- Coat of arms of Ireland
- Court: Supreme Court of Ireland
- Decided: 2006
- Citations: Delahunty v Player and Wills (Ireland) Ltd [2006] IR 304; [2006] IESC 21

Case history
- Appealed from: High Court
- Appealed to: Supreme Court

Court membership
- Judge sitting: Fennelly J

Case opinions
- The Supreme Court upheld an action for damages against two tobacco companies in negligence and for breach of statutory duty.
- Decision by: Fennelly J

= Delahunty v Player and Wills (Ireland) Ltd. =

Irish Supreme Court case

Delahunty v Player and Wills (Ireland) Ltd, [2006 1 IR 304; [2006] IESC 21] was an Irish Supreme Court case in which the Court gave a woman permission to take action for damages against two major tobacco companies in what was the first step in the battle against 'Big tobacco'.

== Background ==

Margaret Delahunty, the Respondent, was an 80 year old woman who had been smoking since she was 12 years old, at one stage smoking up to 30 cigarettes a day. She was diagnosed with cancer 1995 and sued Player & Wills (Ireland) Ltd and Gallaher (Dublin) Ltd (the Appellants) for personal injuries allegedly caused by the cigarettes that she had smoked. The Appellants sought to have this claim dismissed on the basis that the pleadings disclosed "no reasonable cause of action or, alternatively, under the inherent jurisdiction of the court." The High Court refused to dismiss the claim.

== Holding of the Supreme Court ==
The question for the Supreme Court was whether an action for damages against the Appellants in negligence and for breach of statutory duty should be struck out on the basis that it disclosed no reasonable cause of action.

In handing down the judgement of the court, Fennelly J (with whom the other judges concurred) dismissed the tobacco manufacturing company, Gallaher (Dublin) Ltd's, appeal against the a decision made by the High Court in refusing to dismiss the Respondent's claim against the company on the grounds that there was no reasonable cause of action.
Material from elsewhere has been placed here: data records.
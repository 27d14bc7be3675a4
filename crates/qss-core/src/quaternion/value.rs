use std::ops::{Add, Mul, Neg, Sub};

use crate::sample::Sample;

/// A quaternion `a + bi + cj + dk`.
#[derive(Clone, Copy, Debug, Default, PartialEq)]
pub struct Quaternion<T> {
    pub a: T,
    pub b: T,
    pub c: T,
    pub d: T,
}

impl<T: Sample> Quaternion<T> {
    pub fn new(a: T, b: T, c: T, d: T) -> Self {
        Self { a, b, c, d }
    }

    /// Pure-imaginary quaternion `bi + cj + dk`.
    pub fn pure(b: T, c: T, d: T) -> Self {
        Self::new(T::zero(), b, c, d)
    }

    pub fn zero() -> Self {
        Self::new(T::zero(), T::zero(), T::zero(), T::zero())
    }

    pub fn from_array(q: [T; 4]) -> Self {
        Self::new(q[0], q[1], q[2], q[3])
    }

    pub fn to_array(self) -> [T; 4] {
        [self.a, self.b, self.c, self.d]
    }

    pub fn conjugate(self) -> Self {
        Self::new(self.a, -self.b, -self.c, -self.d)
    }

    pub fn squared_magnitude(self) -> T {
        self.a * self.a + self.b * self.b + self.c * self.c + self.d * self.d
    }

    /// Largest absolute component, and the magnitude divided by it.
    ///
    /// Dividing first keeps the squares clear of underflow and overflow.
    fn scaled_norm(self) -> (T, T) {
        let parts = self.to_array();
        let max = parts
            .iter()
            .fold(T::zero(), |m, &v| if v.abs() > m { v.abs() } else { m });
        if max > T::zero() {
            let sum = parts.iter().fold(T::zero(), |acc, &v| {
                let r = v / max;
                acc + r * r
            });
            (max, sum.sqrt())
        } else {
            (T::zero(), T::zero())
        }
    }

    pub fn magnitude(self) -> T {
        let (max, norm) = self.scaled_norm();
        max * norm
    }

    /// Unit quaternion in the same direction, or zero when no component is
    /// non-zero or any component is not finite.
    pub fn signum(self) -> Self {
        let (max, norm) = self.scaled_norm();
        if max > T::zero() && norm.is_finite() {
            let scale = |v: T| v / max / norm;
            Self::new(scale(self.a), scale(self.b), scale(self.c), scale(self.d))
        } else {
            Self::zero()
        }
    }

    pub fn scale(self, factor: T) -> Self {
        Self::new(self.a * factor, self.b * factor, self.c * factor, self.d * factor)
    }
}

/// Hamilton product of `(a1, b1, c1, d1)` and `(a2, b2, c2, d2)`.
#[allow(clippy::too_many_arguments)]
#[inline(always)]
pub fn hamilton_product<T: Sample>(
    a1: T,
    b1: T,
    c1: T,
    d1: T,
    a2: T,
    b2: T,
    c2: T,
    d2: T,
) -> (T, T, T, T) {
    (
        a1 * a2 - b1 * b2 - c1 * c2 - d1 * d2,
        a1 * b2 + b1 * a2 + c1 * d2 - d1 * c2,
        a1 * c2 - b1 * d2 + c1 * a2 + d1 * b2,
        a1 * d2 + b1 * c2 - c1 * b2 + d1 * a2,
    )
}

/// Hamilton product of two pure quaternions `(0, b1, c1, d1)` and `(0, b2, c2, d2)`.
///
/// The real part of the result is generally non-zero.
#[inline(always)]
pub fn hamilton_product_imaginary<T: Sample>(
    b1: T,
    c1: T,
    d1: T,
    b2: T,
    c2: T,
    d2: T,
) -> (T, T, T, T) {
    (
        -(b1 * b2) - c1 * c2 - d1 * d2,
        c1 * d2 - d1 * c2,
        d1 * b2 - b1 * d2,
        b1 * c2 - c1 * b2,
    )
}

/// Hamilton product; `p * q != q * p` in general.
impl<T: Sample> Mul for Quaternion<T> {
    type Output = Self;

    #[inline(always)]
    fn mul(self, rhs: Self) -> Self {
        let (a, b, c, d) = hamilton_product(
            self.a, self.b, self.c, self.d, rhs.a, rhs.b, rhs.c, rhs.d,
        );
        Self { a, b, c, d }
    }
}

impl<T: Sample> Add for Quaternion<T> {
    type Output = Self;

    fn add(self, rhs: Self) -> Self {
        Self::new(self.a + rhs.a, self.b + rhs.b, self.c + rhs.c, self.d + rhs.d)
    }
}

impl<T: Sample> Sub for Quaternion<T> {
    type Output = Self;

    fn sub(self, rhs: Self) -> Self {
        Self::new(self.a - rhs.a, self.b - rhs.b, self.c - rhs.c, self.d - rhs.d)
    }
}

impl<T: Sample> Neg for Quaternion<T> {
    type Output = Self;

    fn neg(self) -> Self {
        Self::new(-self.a, -self.b, -self.c, -self.d)
    }
}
The judge noted that it had been pleaded on Ms Delahunty's behalf that she had suffered continuing injury since 1995 and that such injury was caused by smoking cigarettes manufactured by Gallaher (Dublin) Ltd. The company disputed whether this was properly pleaded. Counsel for Gallaher (Dublin) Ltd contended that Ms Delahunty had sustained her injury before she ever smoked a cigarette manufactured by this company. Fennelly J noted that Ms Delahunty was seeking to make the tobacco companies responsible for selling cigarettes that they sold, but which she voluntarily consumed.

The Court noted that:

1. A court could not possibly decide whether cigarettes "fail to provide the safety which a person is entitled to expect" as this would require a large amount of evidence and may involve a reference of the question to the European Court of Justice
2. The claim, based on liability for defective products at common law, could not be dismissed at that stage. As the Court noted: "In a situation where it has to be assumed that the product admittedly sold caused damage to the plaintiff’s health, it would require very clear authority to convince a court that it is unarguable that the manufacturer is liable. I will say no more."
3. It was sufficiently pleaded that the Respondent had suffered injuries as a result of smoking the Appellant's cigarettes after 1995.
4. Arguments of causation in this case were not decisive.

The Supreme Court agreed with the High Court decision and dismissed the appeal.